A few words that encapsulate it all: as the Presidency rightly points out, Delon often played in his film career many roles “of men tormented by rebellion or devoured by torment, because these roles intertwined his destiny”.

 

An unforgettable, astonishing beauty

Born in 1935, Alain Delon had a difficult childhood, with divorced parents, foster care, a long list of schools for short schooling. He first seemed destined for an anonymous future as a butcher, but severed ties with his family and joined the army fairly young, in the French Navy, where he was posted and sent to French Indochina. On his return to France in 1956, he sought a different way and socialised in Parisian circles, both muddled and artistic. He was soon spotted, thanks to his “unforgettable beauty” (he declared himself), and made his film debut. In 1960, he played in Purple Noon, directed by René Clément, a masterpiece in the opinion of all movie-goers, in which he “dazzles with his astonishing beauty”. The movie kickstarts his career to the stars.

 

An international career

His career then turned international incredibly fast.

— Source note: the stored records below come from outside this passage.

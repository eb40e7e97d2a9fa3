//! Store adapters for the task module.
//!
//! This module provides concrete implementations of the [`TaskStore`]
//! port, following hexagonal architecture principles. Adapters handle all
//! infrastructure concerns while the domain remains pure.
//!
//! # Available Adapters
//!
//! - [`memory::InMemoryTaskStore`]: Thread-safe in-memory storage for unit
//!   testing and local runs
//! - [`remote::RemoteTaskStore`]: HTTP client for the remote task store's
//!   action-parameter API
//!
//! [`TaskStore`]: crate::task::ports::store::TaskStore

pub mod memory;
pub mod remote;
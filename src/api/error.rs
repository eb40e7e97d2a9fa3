//! API error taxonomy and response mapping.

use axum::Json;
use axum::http::StatusCode;
use axum::response::{IntoResponse, Response};
use serde::Serialize;
use thiserror::Error;

use crate::draft::services::DraftReviewError;
use crate::ingest::ports::IntegrationStateError;
use crate::task::ports::TaskStoreError;

/// Errors surfaced by API handlers.
#[derive(Debug, Error)]
pub enum ApiError {
    /// The addressed resource does not exist.
    #[error("{0}")]
    NotFound(String),

    /// The request payload failed validation.
    #[error("{0}")]
    Validation(String),

    /// An upstream dependency failed.
    #[error("{0}")]
    Upstream(String),

    /// The bearer token is missing or invalid.
    #[error("authentication required")]
    Auth,
}

#[derive(Serialize)]
struct ErrorBody {
    error: ErrorDetail,
}

#[derive(Serialize)]
struct ErrorDetail {
    code: &'static str,
    message: String,
}

impl ApiError {
    const fn status(&self) -> StatusCode {
        match self {
            Self::NotFound(_) => StatusCode::NOT_FOUND,
            Self::Validation(_) => StatusCode::UNPROCESSABLE_ENTITY,
            Self::Upstream(_) => StatusCode::BAD_GATEWAY,
            Self::Auth => StatusCode::UNAUTHORIZED,
        }
    }

    const fn code(&self) -> &'static str {
        match self {
            Self::NotFound(_) => "not_found",
            Self::Validation(_) => "validation",
            Self::Upstream(_) => "upstream",
            Self::Auth => "auth",
        }
    }
}

impl IntoResponse for ApiError {
    fn into_response(self) -> Response {
        let body = ErrorBody {
            error: ErrorDetail {
                code: self.code(),
                message: self.to_string(),
            },
        };
        (self.status(), Json(body)).into_response()
    }
}

impl From<DraftReviewError> for ApiError {
    fn from(err: DraftReviewError) -> Self {
        match err {
            DraftReviewError::NotFound(id) => Self::NotFound(format!("draft not found: {id}")),
            DraftReviewError::Domain(domain) => Self::Validation(domain.to_string()),
            DraftReviewError::Repository(repo) => Self::Upstream(repo.to_string()),
            DraftReviewError::Store(store) => Self::Upstream(store.to_string()),
        }
    }
}

impl From<IntegrationStateError> for ApiError {
    fn from(err: IntegrationStateError) -> Self {
        Self::Upstream(err.to_string())
    }
}

impl From<TaskStoreError> for ApiError {
    fn from(err: TaskStoreError) -> Self {
        match err {
            TaskStoreError::NotFound(id) => Self::NotFound(format!("task not found: {id}")),
            TaskStoreError::Upstream(upstream) => Self::Upstream(upstream.to_string()),
        }
    }
}
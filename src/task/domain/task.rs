//! Canonical task aggregate and related lifecycle types.

use super::{Energy, EstimatedMinutes, TaskDomainError, TaskId, Workspace};
use chrono::{DateTime, Utc};
use mockable::Clock;
use serde::{Deserialize, Serialize};

/// Canonical task lifecycle status.
#[derive(Debug, Clone, Copy, PartialEq, Eq, Hash, Serialize, Deserialize)]
#[serde(rename_all = "snake_case")]
pub enum TaskStatus {
    /// Task is actionable.
    Pending,
    /// Task is blocked on someone or something else.
    Waiting,
    /// Task has been completed.
    Done,
}

impl TaskStatus {
    /// Returns the canonical storage representation.
    #[must_use]
    pub const fn as_str(self) -> &'static str {
        match self {
            Self::Pending => "pending",
            Self::Waiting => "waiting",
            Self::Done => "done",
        }
    }
}

impl TryFrom<&str> for TaskStatus {
    type Error = TaskDomainError;

    fn try_from(value: &str) -> Result<Self, Self::Error> {
        let normalized = value.trim().to_ascii_lowercase();
        match normalized.as_str() {
            "pending" => Ok(Self::Pending),
            "waiting" => Ok(Self::Waiting),
            "done" => Ok(Self::Done),
            _ => Err(TaskDomainError::InvalidStatus(value.to_owned())),
        }
    }
}

/// Recurrence rule applied when a task completes.
#[derive(Debug, Clone, Copy, PartialEq, Eq, Hash, Serialize, Deserialize)]
#[serde(rename_all = "snake_case")]
pub enum Recurrence {
    /// Repeats every day.
    Daily,
    /// Repeats every week.
    Weekly,
    /// Repeats every month.
    Monthly,
}

impl Recurrence {
    /// Returns the canonical storage representation.
    #[must_use]
    pub const fn as_str(self) -> &'static str {
        match self {
            Self::Daily => "daily",
            Self::Weekly => "weekly",
            Self::Monthly => "monthly",
        }
    }
}

impl TryFrom<&str> for Recurrence {
    type Error = TaskDomainError;

    fn try_from(value: &str) -> Result<Self, Self::Error> {
        let normalized = value.trim().to_ascii_lowercase();
        match normalized.as_str() {
            "daily" => Ok(Self::Daily),
            "weekly" => Ok(Self::Weekly),
            "monthly" => Ok(Self::Monthly),
            _ => Err(TaskDomainError::InvalidRecurrence(value.to_owned())),
        }
    }
}

/// Unsaved task payload submitted to the task store.
///
/// Built either directly from user input or from an approved draft's
/// effective fields. The store assigns the identifier.
#[derive(Debug, Clone, PartialEq, Eq, Serialize, Deserialize)]
pub struct NewTask {
    title: String,
    description: Option<String>,
    workspace: Option<Workspace>,
    energy: Option<Energy>,
    tags: Vec<String>,
    estimated_minutes: Option<EstimatedMinutes>,
    due_date: Option<DateTime<Utc>>,
    recurrence: Option<Recurrence>,
    depends_on: Vec<TaskId>,
    created_at: DateTime<Utc>,
}

impl NewTask {
    /// Creates an unsaved task with a validated title.
    ///
    /// # Errors
    ///
    /// Returns [`TaskDomainError::EmptyTitle`] when the title is empty after
    /// trimming.
    pub fn new(title: impl Into<String>, clock: &impl Clock) -> Result<Self, TaskDomainError> {
        let title = title.into();
        if title.trim().is_empty() {
            return Err(TaskDomainError::EmptyTitle);
        }
        Ok(Self {
            title,
            description: None,
            workspace: None,
            energy: None,
            tags: Vec::new(),
            estimated_minutes: None,
            due_date: None,
            recurrence: None,
            depends_on: Vec::new(),
            created_at: clock.utc(),
        })
    }

    /// Sets the free-text description.
    #[must_use]
    pub fn with_description(mut self, description: impl Into<String>) -> Self {
        self.description = Some(description.into());
        self
    }

    /// Sets the workspace.
    #[must_use]
    pub const fn with_workspace(mut self, workspace: Workspace) -> Self {
        self.workspace = Some(workspace);
        self
    }

    /// Sets the energy level.
    #[must_use]
    pub const fn with_energy(mut self, energy: Energy) -> Self {
        self.energy = Some(energy);
        self
    }

    /// Sets the ordered tag list.
    #[must_use]
    pub fn with_tags(mut self, tags: impl IntoIterator<Item = String>) -> Self {
        self.tags = tags.into_iter().collect();
        self
    }

    /// Sets the time estimate.
    #[must_use]
    pub const fn with_estimated_minutes(mut self, estimate: EstimatedMinutes) -> Self {
        self.estimated_minutes = Some(estimate);
        self
    }

    /// Sets the due date.
    #[must_use]
    pub const fn with_due_date(mut self, due_date: DateTime<Utc>) -> Self {
        self.due_date = Some(due_date);
        self
    }

    /// Sets the recurrence rule.
    #[must_use]
    pub const fn with_recurrence(mut self, recurrence: Recurrence) -> Self {
        self.recurrence = Some(recurrence);
        self
    }

    /// Sets the dependency list.
    #[must_use]
    pub fn with_dependencies(mut self, depends_on: impl IntoIterator<Item = TaskId>) -> Self {
        self.depends_on = depends_on.into_iter().collect();
        self
    }

    /// Returns the title.
    #[must_use]
    pub fn title(&self) -> &str {
        &self.title
    }

    /// Returns the description, if any.
    #[must_use]
    pub fn description(&self) -> Option<&str> {
        self.description.as_deref()
    }

    /// Returns the workspace, if any.
    #[must_use]
    pub const fn workspace(&self) -> Option<Workspace> {
        self.workspace
    }

    /// Returns the energy level, if any.
    #[must_use]
    pub const fn energy(&self) -> Option<Energy> {
        self.energy
    }

    /// Returns the ordered tag list.
    #[must_use]
    pub fn tags(&self) -> &[String] {
        &self.tags
    }

    /// Returns the time estimate, if any.
    #[must_use]
    pub const fn estimated_minutes(&self) -> Option<EstimatedMinutes> {
        self.estimated_minutes
    }

    /// Returns the due date, if any.
    #[must_use]
    pub const fn due_date(&self) -> Option<DateTime<Utc>> {
        self.due_date
    }

    /// Returns the recurrence rule, if any.
    #[must_use]
    pub const fn recurrence(&self) -> Option<Recurrence> {
        self.recurrence
    }

    /// Returns the dependency list.
    #[must_use]
    pub fn depends_on(&self) -> &[TaskId] {
        &self.depends_on
    }

    /// Returns the creation timestamp.
    #[must_use]
    pub const fn created_at(&self) -> DateTime<Utc> {
        self.created_at
    }
}

/// Parameter object for reconstructing a persisted task.
#[derive(Debug, Clone, PartialEq, Eq, Serialize, Deserialize)]
pub struct PersistedTaskData {
    /// Persisted task identifier.
    pub id: TaskId,
    /// Persisted title.
    pub title: String,
    /// Persisted description, if any.
    pub description: Option<String>,
    /// Persisted workspace, if any.
    pub workspace: Option<Workspace>,
    /// Persisted energy level, if any.
    pub energy: Option<Energy>,
    /// Persisted ordered tag list.
    pub tags: Vec<String>,
    /// Persisted time estimate, if any.
    pub estimated_minutes: Option<EstimatedMinutes>,
    /// Persisted due date, if any.
    pub due_date: Option<DateTime<Utc>>,
    /// Persisted lifecycle status.
    pub status: TaskStatus,
    /// Persisted creation timestamp.
    pub created_at: DateTime<Utc>,
    /// Persisted completion timestamp, if completed.
    pub completed_at: Option<DateTime<Utc>>,
    /// Persisted snooze deadline, if snoozed.
    pub snoozed_until: Option<DateTime<Utc>>,
    /// Persisted recurrence rule, if any.
    pub recurrence: Option<Recurrence>,
    /// Persisted dependency list.
    pub depends_on: Vec<TaskId>,
}

/// Canonical task aggregate root.
#[derive(Debug, Clone, PartialEq, Eq, Serialize, Deserialize)]
pub struct Task {
    id: TaskId,
    title: String,
    description: Option<String>,
    workspace: Option<Workspace>,
    energy: Option<Energy>,
    tags: Vec<String>,
    estimated_minutes: Option<EstimatedMinutes>,
    due_date: Option<DateTime<Utc>>,
    status: TaskStatus,
    created_at: DateTime<Utc>,
    completed_at: Option<DateTime<Utc>>,
    snoozed_until: Option<DateTime<Utc>>,
    recurrence: Option<Recurrence>,
    depends_on: Vec<TaskId>,
}

impl Task {
    /// Materialises a stored task from an unsaved payload and the
    /// store-assigned identifier.
    #[must_use]
    pub fn from_new(id: TaskId, new_task: NewTask) -> Self {
        Self {
            id,
            title: new_task.title,
            description: new_task.description,
            workspace: new_task.workspace,
            energy: new_task.energy,
            tags: new_task.tags,
            estimated_minutes: new_task.estimated_minutes,
            due_date: new_task.due_date,
            status: TaskStatus::Pending,
            created_at: new_task.created_at,
            completed_at: None,
            snoozed_until: None,
            recurrence: new_task.recurrence,
            depends_on: new_task.depends_on,
        }
    }

    /// Reconstructs a task from persisted storage.
    #[must_use]
    pub fn from_persisted(data: PersistedTaskData) -> Self {
        Self {
            id: data.id,
            title: data.title,
            description: data.description,
            workspace: data.workspace,
            energy: data.energy,
            tags: data.tags,
            estimated_minutes: data.estimated_minutes,
            due_date: data.due_date,
            status: data.status,
            created_at: data.created_at,
            completed_at: data.completed_at,
            snoozed_until: data.snoozed_until,
            recurrence: data.recurrence,
            depends_on: data.depends_on,
        }
    }

    /// Returns the task identifier.
    #[must_use]
    pub const fn id(&self) -> TaskId {
        self.id
    }

    /// Returns the title.
    #[must_use]
    pub fn title(&self) -> &str {
        &self.title
    }

    /// Returns the description, if any.
    #[must_use]
    pub fn description(&self) -> Option<&str> {
        self.description.as_deref()
    }

    /// Returns the workspace, if any.
    #[must_use]
    pub const fn workspace(&self) -> Option<Workspace> {
        self.workspace
    }

    /// Returns the energy level, if any.
    #[must_use]
    pub const fn energy(&self) -> Option<Energy> {
        self.energy
    }

    /// Returns the ordered tag list.
    #[must_use]
    pub fn tags(&self) -> &[String] {
        &self.tags
    }

    /// Returns the time estimate, if any.
    #[must_use]
    pub const fn estimated_minutes(&self) -> Option<EstimatedMinutes> {
        self.estimated_minutes
    }

    /// Returns the due date, if any.
    #[must_use]
    pub const fn due_date(&self) -> Option<DateTime<Utc>> {
        self.due_date
    }

    /// Returns the lifecycle status.
    #[must_use]
    pub const fn status(&self) -> TaskStatus {
        self.status
    }

    /// Returns the creation timestamp.
    #[must_use]
    pub const fn created_at(&self) -> DateTime<Utc> {
        self.created_at
    }

    /// Returns the completion timestamp, if completed.
    #[must_use]
    pub const fn completed_at(&self) -> Option<DateTime<Utc>> {
        self.completed_at
    }

    /// Returns the snooze deadline, if snoozed.
    #[must_use]
    pub const fn snoozed_until(&self) -> Option<DateTime<Utc>> {
        self.snoozed_until
    }

    /// Returns the recurrence rule, if any.
    #[must_use]
    pub const fn recurrence(&self) -> Option<Recurrence> {
        self.recurrence
    }

    /// Returns the dependency list.
    #[must_use]
    pub fn depends_on(&self) -> &[TaskId] {
        &self.depends_on
    }

    /// Marks the task done and records the completion time.
    pub fn complete(&mut self, clock: &impl Clock) {
        self.status = TaskStatus::Done;
        self.completed_at = Some(clock.utc());
    }

    /// Snoozes the task until the given deadline.
    pub fn snooze_until(&mut self, until: DateTime<Utc>) {
        self.snoozed_until = Some(until);
    }
}
//! When steps for draft review BDD scenarios.

use super::world::{DraftReviewWorld, run_async};
use rstest_bdd_macros::when;
use taskflow::draft::domain::DraftEdit;

#[when("the draft is approved")]
fn approve_draft(world: &mut DraftReviewWorld) -> Result<(), eyre::Report> {
    let id = world.current_id()?;
    let result = run_async(world.service.approve_draft(id, None));
    if let Ok(ref approved) = result {
        world.last_draft = Some(approved.draft.clone());
    }
    world.last_approval = Some(result);
    Ok(())
}

#[when(r#"the draft is approved with title "{title}""#)]
fn approve_draft_with_title(
    world: &mut DraftReviewWorld,
    title: String,
) -> Result<(), eyre::Report> {
    let id = world.current_id()?;
    let edits = DraftEdit::new().with_title(title);
    let result = run_async(world.service.approve_draft(id, Some(edits)));
    if let Ok(ref approved) = result {
        world.last_draft = Some(approved.draft.clone());
    }
    world.last_approval = Some(result);
    Ok(())
}

#[when("the draft is rejected")]
fn reject_draft(world: &mut DraftReviewWorld) -> Result<(), eyre::Report> {
    let id = world.current_id()?;
    let rejected = run_async(world.service.reject_draft(id))?;
    world.last_draft = Some(rejected);
    Ok(())
}

#[when(r#"the draft title is edited to "{title}""#)]
fn edit_draft_title(world: &mut DraftReviewWorld, title: String) -> Result<(), eyre::Report> {
    let id = world.current_id()?;
    let edit = DraftEdit::new().with_title(title);
    let updated = run_async(world.service.edit_draft(id, edit))?;
    world.last_draft = Some(updated);
    Ok(())
}

#[when("every seeded draft is bulk approved")]
fn bulk_approve_seeded(world: &mut DraftReviewWorld) -> Result<(), eyre::Report> {
    let ids = world.seeded_ids.clone();
    let report = run_async(world.service.bulk_approve(ids));
    world.bulk_report = Some(report);
    Ok(())
}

Delon was one of the most famous European actors of his time. And especially in Italy, where he was spotted by Luchino Visconti, who cast him in two films in 1963: Rocco and His Brothers, in which he played a fragile boxer, and The Leopard, an international masterpiece in which he starred alongside Burt Lancaster and Claudia Cardinale. He also acted under the direction of Antonioni (L’Eclisse), but the great names of French cinema also sought him out: Henri Verneuil in particular, who cast him three times, in Any number can win, The Sicilian Clan and, above all, Le Samouraï, in which he played a gun for hire, freezing “for eternity his tragic and silent silhouette”.

 

A certain history of France

In the 1970s, he’s an international, which let him “choose more personal, darker, more ambitious works”. This was the case with Monsieur Klein, directed by Joseph Losey, arguably his most personal film, in which he played a man mistaken for a Jew during the Nazi-occupied France. He even played Baron de Charlus in Volker Schlöndorff’s film adaptation of Marcel Proust’s work. He then moved on to directing, but due to “lone wolf temper”, he increasingly retreated into solitude in the country, despite “his status as a popular legend”. Delon embodied “for the whole world a French sensibility, an aspiration to beauty” and is considered in many countries, notably in Japan but also in Argentina, Romania and the United States, as being the reflection of “a certain history of France”. As French newspaper Le Monde wrote, Alain Delon “enjoyed international renown in many other countries, where the actor and his films were revered”.

 

90 films, 136 million spectators

According to experts, Delon played in almost 90 films, attracting over 136 million cinema-goers, turning him into one of the highest-grossing actors in France. He has not made a career for himself in Hollywood, because he didn’t want to, some say, while others say he couldn’t, despite various offers and a Golden Globe nomination for New Star of the Year. He has also won numerous awards, including two Césars awards for Best Actor and a Palme d’honneur at the Cannes Film Festival in 2019 for his entire career. He decided to retire from acting in 1999 despite a role in 2008 as Caesar in Asterix at the Olympic Games), to become a singer, producer, businessman, art lover and the face of one of the world’s most famous French perfume brands, Dior, which still uses one of the actor’s most beautiful photographs in its advertising.

 

A unanimous tribute

Since the 1960s, Alain Delon has also received recognition and awards in various countries: Argentina, Egypt, Germany, Italy, Mexico, Morocco, Poland, Spain, Switzerland, Russia, Senegal, Taiwan, Turkey, Ukraine, and more, and often to “honour his entire career”. So, it was no surprise that Delon received a “shower of tributes” when the news of his death was announced came out. All the national press naturally ran headlines on the death of this icon, who was certainly universal, but who was first and foremost French in essence.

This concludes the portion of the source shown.